4. The ST-Model in Genome-Wide Association Studies: a case study
In order to show that the ST-Model can be useful to model molecular medicine research in general, and GWAS in particular, here we apply it to the well-known Wellcome Trust Case-Control Consortium (WTCCC) study, a large scale association study that has collected and genotyped samples on 14,000 subjects, affected by one of seven common diseases, and on 3,000 controls [32]. In this section, we will detail each phase of this study using the conceptual framework provided by the ST-Model.
Abstraction
As previously described, the initial phase of a GWAS analysis consists in abstracting the raw data into a set of “usable” problem variables. This requires a precise definition of the phenotype, and a thorough data collection and validation process. In the WTCCC study, quality control analysis was performed on the overall data set (17,000 subjects and 3,000 controls), leading to the exclusion of approximately 8% of the available SNPs and of around 800 patients. The control groups, population structures and substructures, and effects of geographical variation were also analyzed to avoid confounders.
Abduction
The hypothesis space was generated by running a set of statistical association tests. Both standard statistical analysis (trend and genotype test) and Bayesian approaches (Bayes factor calculation) were applied. The result is a collection of SNPs that are determined to be significantly associated with membership in the case or control groups.
Ranking
It is interesting to note that different ranking strategies were applied to the hypotheses. SNPs were initially ranked on the basis of their p-values (or of their Bayes Factor), also taking the statistical power of the association tests into consideration. In a second stage, a higher ranking was assigned to SNPs belonging to clusters of correlated, statistically significant SNPs.
Deduction/Induction
To start, other published studies were searched to confirm or rule-out the hypotheses so far generated. In particular, the first search was aimed at determining whether the top-ranked SNPs were already known to be associated with the diseases under study. The following steps are described as follows in the WTCCC report: “…assessments on the basis of positional candidacy carry considerable weight, and, as we show, these already allow us, for selected diseases, to highlight pathways and mechanisms of particular interest. Naturally, extensive re-sequencing and fine-mapping work, followed by functional studies will be required before such inferences can be translated into robust statements about the molecular and physiological mechanisms involved” [32]. In other words, in this case the reasoning process proceeds by identifying the potential functional implications of each candidate SNP, on the basis of background knowledge retrieved from the available repositories. The induction phase then uses evidence from the literature and the data available in knowledge-bases to affect the ranking of the hypotheses or even, when sufficient knowledge is available, to rule some of them out entirely.
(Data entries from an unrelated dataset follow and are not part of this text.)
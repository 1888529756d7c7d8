use egui_plot::{Line, MarkerShape, PlotPoints, PlotUi, Points};

use crate::config::PLOT_CONFIG;
use crate::models::{ChartPayload, ChartSeries, DrawKind};

/// Context passed to every layer during rendering.
pub struct LayerContext<'a> {
    pub payload: &'a ChartPayload,
    /// Baseline for filled lines (bottom of the visible y range)
    pub fill_base: f32,
}

/// A standardized layer in the plot stack.
pub trait PlotLayer {
    fn render(&self, ui: &mut PlotUi, ctx: &LayerContext);
}

/// Series of `kind` in paint order.
fn series_of<'a>(ctx: &'a LayerContext, kind: DrawKind) -> impl Iterator<Item = &'a ChartSeries> {
    ctx.payload
        .back_to_front()
        .into_iter()
        .filter(move |s| s.kind == kind)
}

// ============================================================================
// PRICE LINE
// ============================================================================
pub struct PriceLineLayer;

impl PlotLayer for PriceLineLayer {
    fn render(&self, plot_ui: &mut PlotUi, ctx: &LayerContext) {
        for series in series_of(ctx, DrawKind::Line) {
            let mut line = Line::new(series.label.as_str(), PlotPoints::from(series.points.clone()))
                .color(series.color)
                .width(PLOT_CONFIG.price_line_width);
            if series.fill {
                line = line.fill(ctx.fill_base);
            }
            plot_ui.line(line);
        }
    }
}

// ============================================================================
// INVESTMENT BUBBLES
// ============================================================================
pub struct InvestmentLayer;

impl PlotLayer for InvestmentLayer {
    fn render(&self, plot_ui: &mut PlotUi, ctx: &LayerContext) {
        for series in series_of(ctx, DrawKind::Bubble) {
            // One item per bubble since radius is per item; the shared name keeps
            // a single legend entry
            for (point, radius) in series.points.iter().zip(&series.radii) {
                plot_ui.points(
                    Points::new(series.label.as_str(), vec![*point])
                        .shape(MarkerShape::Circle)
                        .radius(*radius as f32)
                        .filled(series.fill)
                        .color(series.color),
                );
            }
        }
    }
}

// ============================================================================
// COMPARISON SERIES
// ============================================================================
pub struct ComparisonLayer;

impl PlotLayer for ComparisonLayer {
    fn render(&self, plot_ui: &mut PlotUi, ctx: &LayerContext) {
        for series in series_of(ctx, DrawKind::Scatter) {
            plot_ui.line(
                Line::new(series.label.as_str(), PlotPoints::from(series.points.clone()))
                    .color(series.color)
                    .width(PLOT_CONFIG.comparison_line_width),
            );
            plot_ui.points(
                Points::new(series.label.as_str(), series.points.clone())
                    .shape(MarkerShape::Circle)
                    .radius(PLOT_CONFIG.comparison_point_radius)
                    .filled(true)
                    .color(series.color),
            );
        }
    }
}
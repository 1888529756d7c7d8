#![cfg_attr(not(debug_assertions), windows_subsystem = "windows")] // hide console window on Windows in release

use backtest_dashboard::{Cli, run_app};
use clap::Parser;
use eframe::NativeOptions;

use backtest_dashboard::ui::config::UI_TEXT;

fn main() -> eframe::Result {
    // A. Init Logging
    std::panic::set_hook(Box::new(|panic_info| {
        eprintln!("Application panicked: {:?}", panic_info);
    }));
    env_logger::Builder::from_default_env()
        .filter_level(log::LevelFilter::Info)
        .init();

    // B. Parse Args
    let args = Cli::parse();
    #[cfg(debug_assertions)]
    log::info!("Parsed arguments: {:?}", args);
    log::info!("Using backend at {}", args.api_url);

    // C. Run Native App
    let options = NativeOptions::default();
    eframe::run_native(
        UI_TEXT.app_title,
        options,
        Box::new(move |cc| Ok(run_app(cc, &args))),
    )
}
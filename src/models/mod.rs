// Chart-ready models derived from domain tables.
// Pure data: rendering lives in ui::plot_layers.

pub mod chart_data;

// Re-export key types for convenience
pub use chart_data::{
    ChartPayload, ChartSeries, ComparisonChartOptions, ComparisonMetric, DrawKind,
    PriceChartOptions, ValueUnit, create_comparison_chart_data, create_price_chart_data,
};
// Backend access
pub mod api_client;

// Re-export commonly used types
pub use api_client::{ApiClient, ApiError};
use anyhow::{Result, anyhow};
use chrono::{Datelike, Days, NaiveDate};

use crate::domain::series::TimeSeriesTable;

pub struct TimeUtils;

impl TimeUtils {
    pub const DAYS_IN_YEAR: f64 = 365.2425;
    pub const DAYS_IN_MONTH: f64 = 30.437;
    pub const DAYS_IN_WEEK: f64 = 7.0;
    pub const STANDARD_DATE_FORMAT: &str = "%Y-%m-%d";
}

pub fn parse_date(text: &str) -> Result<NaiveDate> {
    NaiveDate::parse_from_str(text.trim(), TimeUtils::STANDARD_DATE_FORMAT)
        .map_err(|e| anyhow!("invalid date '{}': {}", text, e))
}

pub fn format_date(date: NaiveDate) -> String {
    date.format(TimeUtils::STANDARD_DATE_FORMAT).to_string()
}

/// Calendar subtraction. Saturates at the earliest representable date.
pub fn subtract_days(date: NaiveDate, days: u64) -> NaiveDate {
    date.checked_sub_days(Days::new(days))
        .unwrap_or(NaiveDate::MIN)
}

/// Earliest and latest date across every table's `Date` axis.
pub fn union_date_range<'a>(
    tables: impl IntoIterator<Item = &'a TimeSeriesTable>,
) -> Result<(NaiveDate, NaiveDate)> {
    let mut range: Option<(NaiveDate, NaiveDate)> = None;

    for table in tables {
        // Dates are strictly ascending, so the ends are the extremes
        let (Some(first), Some(last)) = (table.dates().first(), table.dates().last()) else {
            continue;
        };
        range = Some(match range {
            None => (*first, *last),
            Some((lo, hi)) => (lo.min(*first), hi.max(*last)),
        });
    }

    range.ok_or_else(|| anyhow!("no dates available to build a date range"))
}

/// Human duration using the two largest non-zero units, e.g. `1Y 1M`, `1W 3D`.
pub fn format_duration(days: i64) -> String {
    let x = days.max(0) as f64;

    let years = (x / TimeUtils::DAYS_IN_YEAR).floor();
    let after_years = x - TimeUtils::DAYS_IN_YEAR * years;
    let months = (after_years / TimeUtils::DAYS_IN_MONTH).floor();
    let after_months = after_years - TimeUtils::DAYS_IN_MONTH * months;
    let mut weeks = (after_months / TimeUtils::DAYS_IN_WEEK).floor();
    let mut rest = (after_months - TimeUtils::DAYS_IN_WEEK * weeks).round();
    if rest >= TimeUtils::DAYS_IN_WEEK {
        weeks += 1.0;
        rest -= TimeUtils::DAYS_IN_WEEK;
    }

    let (years, months, weeks, rest) = (years as i64, months as i64, weeks as i64, rest as i64);
    if years > 0 {
        format!("{}Y {}M", years, months)
    } else if months > 0 {
        format!("{}M {}W", months, weeks)
    } else if weeks > 0 {
        format!("{}W {}D", weeks, rest)
    } else {
        format!("{}D", rest)
    }
}

/// `1st Jan 2020` style date for tables.
pub fn format_long_date(date: NaiveDate) -> String {
    let day = date.day();
    let suffix = match (day % 10, day % 100) {
        (_, 11..=13) => "th",
        (1, _) => "st",
        (2, _) => "nd",
        (3, _) => "rd",
        _ => "th",
    };
    format!("{}{} {}", day, suffix, date.format("%b %Y"))
}

/// Continuous x coordinate for date axes (days since the Common Era).
pub fn date_to_plot_x(date: NaiveDate) -> f64 {
    date.num_days_from_ce() as f64
}

pub fn plot_x_to_date(x: f64) -> Option<NaiveDate> {
    if !x.is_finite() {
        return None;
    }
    NaiveDate::from_num_days_from_ce_opt(x.round() as i32)
}

#[cfg(test)]
mod tests {
    use super::*;
    use std::collections::BTreeMap;

    fn d(text: &str) -> NaiveDate {
        parse_date(text).unwrap()
    }

    fn table(dates: &[&str]) -> TimeSeriesTable {
        TimeSeriesTable::new(dates.iter().map(|s| d(s)).collect(), BTreeMap::new()).unwrap()
    }

    #[test]
    fn subtract_days_crosses_month_and_year() {
        assert_eq!(subtract_days(d("2023-03-01"), 1), d("2023-02-28"));
        assert_eq!(subtract_days(d("2024-03-01"), 1), d("2024-02-29"));
        assert_eq!(subtract_days(d("2023-01-01"), 1), d("2022-12-31"));
        assert_eq!(subtract_days(d("2023-01-10"), 40), d("2022-12-01"));
    }

    #[test]
    fn union_range_spans_all_series() {
        let a = table(&["2023-01-01", "2023-01-05"]);
        let b = table(&["2022-12-01", "2023-01-03"]);
        let range = union_date_range([&a, &b]).unwrap();
        assert_eq!(range, (d("2022-12-01"), d("2023-01-05")));
    }

    #[test]
    fn union_range_of_nothing_is_an_error() {
        assert!(union_date_range(std::iter::empty()).is_err());
        let empty = table(&[]);
        assert!(union_date_range([&empty]).is_err());
    }

    #[test]
    fn durations() {
        assert_eq!(format_duration(0), "0D");
        assert_eq!(format_duration(6), "6D");
        assert_eq!(format_duration(10), "1W 3D");
        assert_eq!(format_duration(45), "1M 2W");
        assert_eq!(format_duration(400), "1Y 1M");
        assert_eq!(format_duration(1400), "3Y 9M");
        assert_eq!(format_duration(-3), "0D");
    }

    #[test]
    fn long_dates_have_ordinals() {
        assert_eq!(format_long_date(d("2020-01-01")), "1st Jan 2020");
        assert_eq!(format_long_date(d("2021-03-02")), "2nd Mar 2021");
        assert_eq!(format_long_date(d("2021-03-13")), "13th Mar 2021");
        assert_eq!(format_long_date(d("2021-05-23")), "23rd May 2021");
    }

    #[test]
    fn plot_x_round_trips_dates() {
        let date = d("2023-07-14");
        assert_eq!(plot_x_to_date(date_to_plot_x(date)), Some(date));
        assert_eq!(plot_x_to_date(f64::NAN), None);
    }
}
To better exemplify the application of the ST-Model to the WTCCC study, we focus here on the results obtained for Type 2 Diabetes Mellitus (T2D). We will concentrate in particular on the ranking, deduction, and induction steps, which require knowledge-based analysis (see Figure 5).
The first task in the analysis consisted in checking whether the selected SNPs were related to three gene variants known to be diabetes-related: PPARG (Peroxisomal Proliferative Activated Receptor Gamma; P12A102), KCNJ11 (the inwardly-rectifying Kir6.2 component of the pancreatic beta-cell KATP channel) and TCF7L2 (transcription factor 7-like 2). In this case, a cluster of SNPs related to TCF7L2 gave the strongest association signal for T2D. The hypothesis set was also found to contain SNPs in close proximity with a SNP that had previously been shown to be highly associated with diabetes, but that was not present on the microarray platform used in the study. This shows how hypothesis ranking can be affected by the available domain knowledge.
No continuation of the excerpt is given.